I think the authors are correct that there are still strong gender stereotypes in play, so some couples with what I'd call transitional gender views may be more turned on by dividing the housework along traditionally "manly" and womanly lines. But the study doesn't count child care, which might make a big difference. And the data's twenty years old. If you look at polls of women, you will find that in the past decade the importance of having a partner who does housework and childcare to females' marital satisfaction has increased almost on a yearly basis, outstripping many other earlier factors that predicted relationship happiness.
Such averages also obscure tremendous variation. For example, a relatively small component of couples who have an nontraditional division of labor but still hold to traditional values can pull the average down. And the authors themselves note the reams of research showing that couples are now happier when they share more of the housework and childcare.

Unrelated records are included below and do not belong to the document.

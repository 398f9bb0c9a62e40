//! Deterministic detection of required slots in user text.

use {lexlinker_agents::Slot, regex::Regex};

use crate::Result;

const PARTIES_PATTERN: &str = r"(?i)\b(parties|party|between|landlord|tenant|lessor|lessee|buyer|seller|employer|employee|contractor|client|partes|entre|arrendador|arrendatario|comprador|vendedor)\b";

const TERM_PATTERN: &str = r"(?i)(\b\d+\s*-?\s*(days?|weeks?|months?|years?|d[ií]as?|semanas?|mes|meses|años?)\b|\b(duration|indefinite|indefinitely|until|plazo|vigencia|duraci[oó]n)\b|\bterm\s+of\b)";

const KEY_CONDITIONS_PATTERN: &str = r"(?i)(\$\s*\d|\b\d+\s*(rooms?|units?|pesos|mxn|usd|habitaciones?)\b|\b(rent|price|payment|pay|deposit|salary|fee|fees|conditions?|scope|deliverables?|premises|property|services?|renta|pago|precio|dep[oó]sito|condiciones|cl[aá]usulas?|servicios?)\b)";

/// One compiled detector per slot.
#[derive(Debug, Clone)]
pub struct SlotDetector {
    patterns: Vec<(Slot, Regex)>,
}

impl SlotDetector {
    /// Detectors for parties, term and key conditions (English and Spanish).
    pub fn builtin() -> Result<Self> {
        Self::with_patterns([
            (Slot::Parties, PARTIES_PATTERN),
            (Slot::Term, TERM_PATTERN),
            (Slot::KeyConditions, KEY_CONDITIONS_PATTERN),
        ])
    }

    pub fn with_patterns<'a>(patterns: impl IntoIterator<Item = (Slot, &'a str)>) -> Result<Self> {
        let patterns = patterns
            .into_iter()
            .map(|(slot, pattern)| Ok((slot, Regex::new(pattern)?)))
            .collect::<Result<Vec<_>>>()?;
        Ok(Self { patterns })
    }

    /// Whether any of `texts` mentions `slot`. Slots without a detector are
    /// never satisfied.
    #[must_use]
    pub fn is_satisfied<'a>(&self, slot: Slot, texts: impl IntoIterator<Item = &'a str>) -> bool {
        let Some((_, regex)) = self.patterns.iter().find(|(s, _)| *s == slot) else {
            return false;
        };
        texts.into_iter().any(|text| regex.is_match(text))
    }

    /// The required slots none of `texts` satisfies, in declaration order.
    #[must_use]
    pub fn missing(&self, required: &[Slot], texts: &[&str]) -> Vec<Slot> {
        required
            .iter()
            .copied()
            .filter(|slot| !self.is_satisfied(*slot, texts.iter().copied()))
            .collect()
    }
}

#[cfg(test)]
#[allow(clippy::unwrap_used, clippy::expect_used)]
mod tests {
    use {super::*, rstest::rstest};

    fn detector() -> SlotDetector {
        SlotDetector::builtin().unwrap()
    }

    #[test]
    fn complete_rental_request_satisfies_every_slot() {
        let text = "I need a rental contract for 2 rooms, 12 months, parties X and Y";
        assert!(detector().missing(&Slot::ALL, &[text]).is_empty());
    }

    #[test]
    fn bare_contract_request_misses_everything() {
        let missing = detector().missing(&Slot::ALL, &["I need a contract"]);
        assert_eq!(missing, vec![Slot::Parties, Slot::Term, Slot::KeyConditions]);
    }

    #[test]
    fn slots_accumulate_across_messages() {
        let texts = [
            "I need a lease agreement",
            "between Ana and Luis",
            "for 1 year, rent of $5000 per month",
        ];
        assert!(detector().missing(&Slot::ALL, &texts).is_empty());
    }

    #[rstest]
    #[case(Slot::Parties, "el contrato es entre Ana y Luis")]
    #[case(Slot::Parties, "the tenant is my cousin")]
    #[case(Slot::Term, "for 6 months")]
    #[case(Slot::Term, "por 12 meses")]
    #[case(Slot::Term, "valid until December")]
    #[case(Slot::KeyConditions, "the payment is due monthly")]
    #[case(Slot::KeyConditions, "renta de 8000 pesos")]
    fn detects_individual_slots(#[case] slot: Slot, #[case] text: &str) {
        assert!(detector().is_satisfied(slot, [text]));
    }

    #[rstest]
    #[case(Slot::Term, "I have 2 questions")]
    #[case(Slot::Parties, "please help me")]
    #[case(Slot::KeyConditions, "I need a rental contract")]
    fn ignores_unrelated_text(#[case] slot: Slot, #[case] text: &str) {
        assert!(!detector().is_satisfied(slot, [text]));
    }

    #[test]
    fn slot_without_detector_is_never_satisfied() {
        let only_term = SlotDetector::with_patterns([(Slot::Term, TERM_PATTERN)]).unwrap();
        assert!(!only_term.is_satisfied(Slot::Parties, ["parties X and Y"]));
    }
}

That said, this research ties in with earlier findings by Pepper Schwartz that happy peer marriages sometimes lack sexual frisson. For 150 years our sexual desires were constructed around the tensions and anxieties elicited by gender differences and inequalities, expressed in very stereotypical behaviors. Evidently for many people that has persisted despite a growing desire to construct their relationships on the basis of similarity and equality. I think this is changing very rapidly for the younger generation, but I agree it's a challenge for many of us to reconfigure our traditional sexual desires, constructed around the idea of difference, with our new relationship desires, which revolve around similarities and equality. Maybe one of the advantages of the growing numbers of same-sex marriages is that they can provide heterosexual couples with some alternative models for finding a satisfying and sexy division of household labor.